Persons wanted to pursue his undergraduate degree at Ohio State, but when a lack of money got in the way, he returned to his home state of Georgia for his bachelor’s. He refused to be discouraged, and came back to Ohio State to work his way through law school.
Persons is a partner at King and Spaulding in Atlanta; a member of the exclusive International Society of Barristers; a fellow of the American College of Trial Lawyers; and an adjunct professor at Georgia State University Law School, but he has remembered his alma mater. He has endowed a scholarship for law students, and frequently returns to campus to speak with students.
“We’re proud of Ray and how he has used his Ohio State education,” said Nancy Rogers, dean of the law school. “He cares deeply about the university and preserving the role that it has played to open opportunities for him.”
Edward Ray, PhD
Edward Ray spent 33 years at Ohio State, working his way from assistant professor of economics to department chairman to executive vice president and provost.
In 1992, Ray joined Ohio State’s Office of Academic Affairs, where he worked on budget matters and academic restructuring and encouraged colleges to work together on interdisciplinary projects. He also had a hand in developing academic and diversity plans that remain in place at Ohio State today.

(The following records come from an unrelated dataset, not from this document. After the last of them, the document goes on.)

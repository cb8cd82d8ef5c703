use std::collections::BTreeMap;
use std::io::Write;
use std::path::PathBuf;

use clap::{Parser, Subcommand, ValueEnum};
use tracing_subscriber::{fmt, prelude::*, EnvFilter};

use exercises::{
    change, first_then_lower_case, meaningful_line_count_with_config, powers, BinarySearchTree,
    LineCountConfig, Quaternion, Say,
};

#[derive(Parser)]
#[command(author, version, about, long_about = None)]
#[command(about = "Exercises CLI - run the small exercises from the command line")]
struct Cli {
    /// Print structured output as JSON where available
    #[arg(long, global = true)]
    json: bool,

    #[command(subcommand)]
    command: Commands,
}

#[derive(Subcommand)]
enum Commands {
    /// Break an amount in cents into quarters, dimes, nickels and pennies
    Change {
        /// Amount in cents
        #[arg(allow_negative_numbers = true)]
        amount: i64,
    },
    /// Print powers of a base up to an inclusive limit
    Powers {
        /// Base of the powers
        #[arg(long, allow_negative_numbers = true)]
        base: i64,

        /// Largest value to print
        #[arg(long, allow_negative_numbers = true)]
        limit: i64,

        /// Stop after this many values (required with --json for bases -1, 0 and 1)
        #[arg(long)]
        take: Option<usize>,
    },
    /// Quaternion arithmetic on "a,b,c,d" coefficient lists
    Quaternion {
        /// Left operand
        #[arg(value_parser = parse_quaternion, allow_hyphen_values = true)]
        left: Quaternion,

        /// Operation to apply
        #[arg(long, value_enum, default_value_t = QuaternionOp::Show)]
        op: QuaternionOp,

        /// Right operand for add and mul
        #[arg(long, value_parser = parse_quaternion, allow_hyphen_values = true)]
        right: Option<Quaternion>,
    },
    /// Count lines that are not blank and not comments
    Lines {
        /// File to read
        path: PathBuf,

        /// Prefix that marks a comment line
        #[arg(long, default_value = exercises::config::DEFAULT_COMMENT_PREFIX)]
        comment_prefix: String,

        /// Read through a memory map instead of a buffered read
        #[arg(long)]
        mmap: bool,
    },
    /// Join words into a phrase
    Say {
        /// Words in order
        words: Vec<String>,
    },
    /// Lowercase the first word containing a substring
    First {
        /// Substring to look for
        #[arg(long)]
        containing: String,

        /// Candidate words
        words: Vec<String>,
    },
    /// Build a binary search tree from words and print it
    Tree {
        /// Words to insert, in order
        words: Vec<String>,
    },
}

#[derive(Clone, Copy, ValueEnum)]
enum QuaternionOp {
    Show,
    Add,
    Mul,
    Conj,
}

fn parse_quaternion(s: &str) -> Result<Quaternion, String> {
    let parts = s
        .split(',')
        .map(|part| part.trim().parse::<f64>().map_err(|e| format!("{part:?}: {e}")))
        .collect::<Result<Vec<f64>, String>>()?;
    let coefficients: [f64; 4] = parts
        .try_into()
        .map_err(|v: Vec<f64>| format!("expected 4 coefficients, got {}", v.len()))?;
    Quaternion::try_new(coefficients[0], coefficients[1], coefficients[2], coefficients[3])
        .map_err(|e| e.to_string())
}

fn main() -> Result<(), Box<dyn std::error::Error>> {
    tracing_subscriber::registry()
        .with(fmt::layer().with_writer(std::io::stderr))
        .with(EnvFilter::try_from_default_env().unwrap_or_else(|_| EnvFilter::new("exercises=info")))
        .init();

    let cli = Cli::parse();

    match cli.command {
        Commands::Change { amount } => handle_change(amount, cli.json)?,
        Commands::Powers { base, limit, take } => {
            handle_powers(&mut std::io::stdout().lock(), base, limit, take, cli.json)?
        }
        Commands::Quaternion { left, op, right } => handle_quaternion(left, op, right, cli.json)?,
        Commands::Lines {
            path,
            comment_prefix,
            mmap,
        } => {
            let config = LineCountConfig::default().with_comment_prefix(comment_prefix);
            let count = if mmap {
                exercises::meaningful_line_count_mmap(&path, &config)?
            } else {
                meaningful_line_count_with_config(&path, &config)?
            };
            tracing::info!(path = %path.display(), count, "Counted lines");
            println!("{count}");
        }
        Commands::Say { words } => {
            let phrase = words.into_iter().collect::<Say>().phrase();
            println!("{phrase}");
        }
        Commands::First { containing, words } => {
            match first_then_lower_case(&words, |w| w.contains(containing.as_str())) {
                Some(word) => println!("{word}"),
                None => {
                    eprintln!("No word contains {containing:?}");
                    std::process::exit(1);
                }
            }
        }
        Commands::Tree { words } => {
            let tree: BinarySearchTree = words.iter().collect();
            println!("{tree}");
            println!("size: {}", tree.size());
        }
    }

    Ok(())
}

fn handle_change(amount: i64, json: bool) -> Result<(), Box<dyn std::error::Error>> {
    let coins = change(amount)?;
    if json {
        println!("{}", serde_json::to_string_pretty(&coins.iter().collect::<BTreeMap<u32, u64>>())?);
    } else {
        for (denomination, count) in coins.iter() {
            println!("{denomination:>3}c x {count}");
        }
        println!("{} coins", coins.total());
    }
    Ok(())
}

/// Plain output is written as each power is produced, so endless sequences
/// stream until interrupted. JSON needs the whole array up front and refuses
/// an endless sequence without `--take`.
fn handle_powers<W: Write>(
    out: &mut W,
    base: i64,
    limit: i64,
    take: Option<usize>,
    json: bool,
) -> Result<(), Box<dyn std::error::Error>> {
    let seq = powers(base, limit);
    if json {
        if take.is_none() && seq.is_unbounded() {
            return Err(format!(
                "powers of {base} up to {limit} never end, pass --take to bound the JSON output"
            )
            .into());
        }
        let values: Vec<i64> = seq.take(take.unwrap_or(usize::MAX)).collect();
        serde_json::to_writer(&mut *out, &values)?;
        writeln!(out)?;
    } else {
        for value in seq.take(take.unwrap_or(usize::MAX)) {
            writeln!(out, "{value}")?;
        }
    }
    Ok(())
}

fn handle_quaternion(
    left: Quaternion,
    op: QuaternionOp,
    right: Option<Quaternion>,
    json: bool,
) -> Result<(), Box<dyn std::error::Error>> {
    let result = match op {
        QuaternionOp::Show => left,
        QuaternionOp::Conj => left.conjugate(),
        QuaternionOp::Add | QuaternionOp::Mul => {
            let right = right.ok_or("--right is required for add and mul")?;
            if matches!(op, QuaternionOp::Add) {
                left + right
            } else {
                left * right
            }
        }
    };

    if json {
        println!("{}", serde_json::to_string(&result)?);
    } else {
        println!("{result}");
    }
    Ok(())
}

#[cfg(test)]
mod tests {
    use super::*;

    fn powers_output(base: i64, limit: i64, take: Option<usize>, json: bool) -> String {
        let mut out = Vec::new();
        handle_powers(&mut out, base, limit, take, json).unwrap();
        String::from_utf8(out).unwrap()
    }

    #[test]
    fn test_powers_plain() {
        assert_eq!(powers_output(2, 10, None, false), "1\n2\n4\n8\n");
        assert_eq!(powers_output(1, 5, Some(3), false), "1\n1\n1\n");
        assert_eq!(powers_output(0, 0, None, false), "");
    }

    #[test]
    fn test_powers_json() {
        assert_eq!(powers_output(2, 10, None, true), "[1,2,4,8]\n");
        assert_eq!(powers_output(-1, 1, Some(4), true), "[1,-1,1,-1]\n");
        assert_eq!(powers_output(1, 0, None, true), "[]\n");
    }

    #[test]
    fn test_powers_json_rejects_endless_sequence() {
        let mut out = Vec::new();
        let err = handle_powers(&mut out, 1, 5, None, true).unwrap_err();
        assert!(err.to_string().contains("--take"));
        assert!(out.is_empty());
    }

    #[test]
    fn test_parse_quaternion() {
        assert_eq!(
            parse_quaternion("1, 2,0,-1").unwrap(),
            Quaternion::new(1.0, 2.0, 0.0, -1.0)
        );
        assert!(parse_quaternion("1,2,3").is_err());
        assert!(parse_quaternion("1,2,3,inf").is_err());
    }
}
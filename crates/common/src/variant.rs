//! # Runtime Environment Probe
//!
//! The host engine ships with one of two mutually incompatible scripting
//! runtimes. Which one is loaded is decided once per process and never
//! re-evaluated; every other part of Headgear only sees the adapter that was
//! built for it.
//!
//! Detection order:
//!
//! 1. `HEADGEAR_RUNTIME` explicit override (`ecs`/`a`, `retained`/`b`)
//! 2. Runtime name announced by the mod loader (`HEADGEAR_LOADER_RUNTIME`)
//! 3. Marker files in `<host dir>/runtime/` (`ecs.runtime`, `retained.runtime`)
//!
//! Anything ambiguous falls through to [`RuntimeVariant::Retained`].

use std::fmt;
use std::path::{Path, PathBuf};
use std::str::FromStr;
use std::sync::OnceLock;

/// Explicit override, mostly for development builds.
pub const RUNTIME_ENV_VAR: &str = "HEADGEAR_RUNTIME";
/// Set by the mod loader before our entry point runs.
pub const LOADER_ENV_VAR: &str = "HEADGEAR_LOADER_RUNTIME";
/// Game install directory, when the loader exports it.
pub const HOST_DIR_ENV_VAR: &str = "HEADGEAR_HOST_DIR";

const MARKER_DIR: &str = "runtime";
const ECS_MARKER: &str = "ecs.runtime";
const RETAINED_MARKER: &str = "retained.runtime";

static RESOLVED: OnceLock<RuntimeVariant> = OnceLock::new();

/// Host scripting runtime variant.
#[derive(Debug, Clone, Copy, PartialEq, Eq, Hash)]
pub enum RuntimeVariant {
    /// Runtime A: entity-component world.
    Ecs,
    /// Runtime B: retained object tree. Also the fallback on ambiguity.
    Retained,
}

impl Default for RuntimeVariant {
    fn default() -> Self {
        RuntimeVariant::Retained
    }
}

impl RuntimeVariant {
    pub fn as_str(&self) -> &'static str {
        match self {
            RuntimeVariant::Ecs => "ecs",
            RuntimeVariant::Retained => "retained",
        }
    }
}

impl fmt::Display for RuntimeVariant {
    fn fmt(&self, f: &mut fmt::Formatter<'_>) -> fmt::Result {
        f.write_str(self.as_str())
    }
}

impl FromStr for RuntimeVariant {
    type Err = ();

    fn from_str(s: &str) -> Result<Self, Self::Err> {
        match s.trim().to_ascii_lowercase().as_str() {
            "ecs" | "a" => Ok(RuntimeVariant::Ecs),
            "retained" | "b" => Ok(RuntimeVariant::Retained),
            _ => Err(()),
        }
    }
}

/// Everything the probe looks at. Collected up front so detection itself is
/// a pure function.
#[derive(Debug, Clone, Default)]
pub struct ProbeInputs {
    pub override_name: Option<String>,
    pub loader_runtime: Option<String>,
    pub host_dir: Option<PathBuf>,
}

impl ProbeInputs {
    /// Gather inputs from the process environment.
    pub fn from_env() -> Self {
        let host_dir = std::env::var_os(HOST_DIR_ENV_VAR)
            .map(PathBuf::from)
            .or_else(|| {
                std::env::current_exe()
                    .ok()
                    .and_then(|exe| exe.parent().map(Path::to_path_buf))
            });

        Self {
            override_name: std::env::var(RUNTIME_ENV_VAR).ok(),
            loader_runtime: std::env::var(LOADER_ENV_VAR).ok(),
            host_dir,
        }
    }
}

/// Classify the environment. Never fails.
pub fn detect(inputs: &ProbeInputs) -> RuntimeVariant {
    if let Some(name) = inputs.override_name.as_deref() {
        match name.parse::<RuntimeVariant>() {
            Ok(variant) => {
                tracing::debug!("Runtime override {}={}", RUNTIME_ENV_VAR, variant);
                return variant;
            }
            Err(()) => {
                tracing::warn!("Ignoring unknown {} value '{}'", RUNTIME_ENV_VAR, name);
            }
        }
    }

    if let Some(name) = inputs.loader_runtime.as_deref() {
        if let Ok(variant) = name.parse::<RuntimeVariant>() {
            tracing::debug!("Loader announced runtime {}", variant);
            return variant;
        }
        tracing::debug!("Loader runtime '{}' not recognised", name);
    }

    if let Some(dir) = inputs.host_dir.as_deref() {
        if let Some(variant) = detect_from_markers(dir) {
            return variant;
        }
    }

    tracing::debug!("Runtime detection ambiguous, defaulting to {}", RuntimeVariant::default());
    RuntimeVariant::default()
}

fn detect_from_markers(host_dir: &Path) -> Option<RuntimeVariant> {
    let markers = host_dir.join(MARKER_DIR);
    let ecs = markers.join(ECS_MARKER).is_file();
    let retained = markers.join(RETAINED_MARKER).is_file();

    match (ecs, retained) {
        (true, false) => Some(RuntimeVariant::Ecs),
        (false, true) => Some(RuntimeVariant::Retained),
        (true, true) => {
            tracing::debug!("Both runtime markers present in {}", markers.display());
            None
        }
        (false, false) => None,
    }
}

/// Resolve the process-wide runtime variant from the environment.
///
/// The first call performs detection; every later call returns the cached
/// value.
pub fn resolve_variant() -> RuntimeVariant {
    resolve_variant_with(ProbeInputs::from_env)
}

/// Like [`resolve_variant`] but with caller-supplied inputs. Inputs are only
/// consulted if nothing has been resolved yet.
pub fn resolve_variant_with(inputs: impl FnOnce() -> ProbeInputs) -> RuntimeVariant {
    *RESOLVED.get_or_init(|| {
        let variant = detect(&inputs());
        tracing::info!("Host runtime resolved: {}", variant);
        variant
    })
}

#[cfg(test)]
mod tests {
    use super::*;

    #[test]
    fn test_override_wins() {
        let inputs = ProbeInputs {
            override_name: Some("A".into()),
            loader_runtime: Some("retained".into()),
            host_dir: None,
        };
        assert_eq!(detect(&inputs), RuntimeVariant::Ecs);
    }

    #[test]
    fn test_unknown_override_falls_through_to_loader() {
        let inputs = ProbeInputs {
            override_name: Some("mono".into()),
            loader_runtime: Some("ecs".into()),
            host_dir: None,
        };
        assert_eq!(detect(&inputs), RuntimeVariant::Ecs);
    }

    #[test]
    fn test_nothing_known_defaults_to_retained() {
        assert_eq!(detect(&ProbeInputs::default()), RuntimeVariant::Retained);
    }

    #[test]
    fn test_single_marker() {
        let dir = tempfile::tempdir().unwrap();
        std::fs::create_dir_all(dir.path().join(MARKER_DIR)).unwrap();
        std::fs::write(dir.path().join(MARKER_DIR).join(ECS_MARKER), b"").unwrap();

        let inputs = ProbeInputs {
            host_dir: Some(dir.path().to_path_buf()),
            ..Default::default()
        };
        assert_eq!(detect(&inputs), RuntimeVariant::Ecs);
    }

    #[test]
    fn test_both_markers_is_ambiguous() {
        let dir = tempfile::tempdir().unwrap();
        let markers = dir.path().join(MARKER_DIR);
        std::fs::create_dir_all(&markers).unwrap();
        std::fs::write(markers.join(ECS_MARKER), b"").unwrap();
        std::fs::write(markers.join(RETAINED_MARKER), b"").unwrap();

        let inputs = ProbeInputs {
            host_dir: Some(dir.path().to_path_buf()),
            ..Default::default()
        };
        assert_eq!(detect(&inputs), RuntimeVariant::Retained);
    }

    #[test]
    fn test_resolution_is_cached() {
        let first = resolve_variant_with(|| ProbeInputs {
            override_name: Some("ecs".into()),
            ..Default::default()
        });
        let second = resolve_variant_with(|| ProbeInputs {
            override_name: Some("retained".into()),
            ..Default::default()
        });
        assert_eq!(first, second);
    }
}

“Ed was a straight shooter who could identify degrees of merit, who remained undaunted when bushels of numbers were dumped on his head and who had an outstanding level of organizational common sense,” said former provost Joan Huber. “However, his most important quality was his absolute honesty in assessing what would be best for Ohio State.”
In 2003, Ray went from one "OSU" to another, taking a job as president of Oregon State University.
Richard Smith III
Richard Smith has never attended Ohio State as a student, but his commitment to the university has proven him a true Buckeye.
As executive vice president of NetJets Aviation, which operates out of Port Columbus International Airport, Smith has hired about 700 graduates in aviation, business, engineering and meteorology. He has been an advocate not only for the Aviation Department, but also for the Fisher College of Business, Undergraduate Admissions, the Department of Industrial, Welding and Systems Engineering and the Wetlands Project.
“Richard Smith’s passion for The Ohio State University is evident to all who know him and hear him lament that he isn’t an alumnus of OSU,” said Nancy Marzella, director of major gifts for University Development. “It is to our great benefit that Richard adopted OSU as his alma mater.”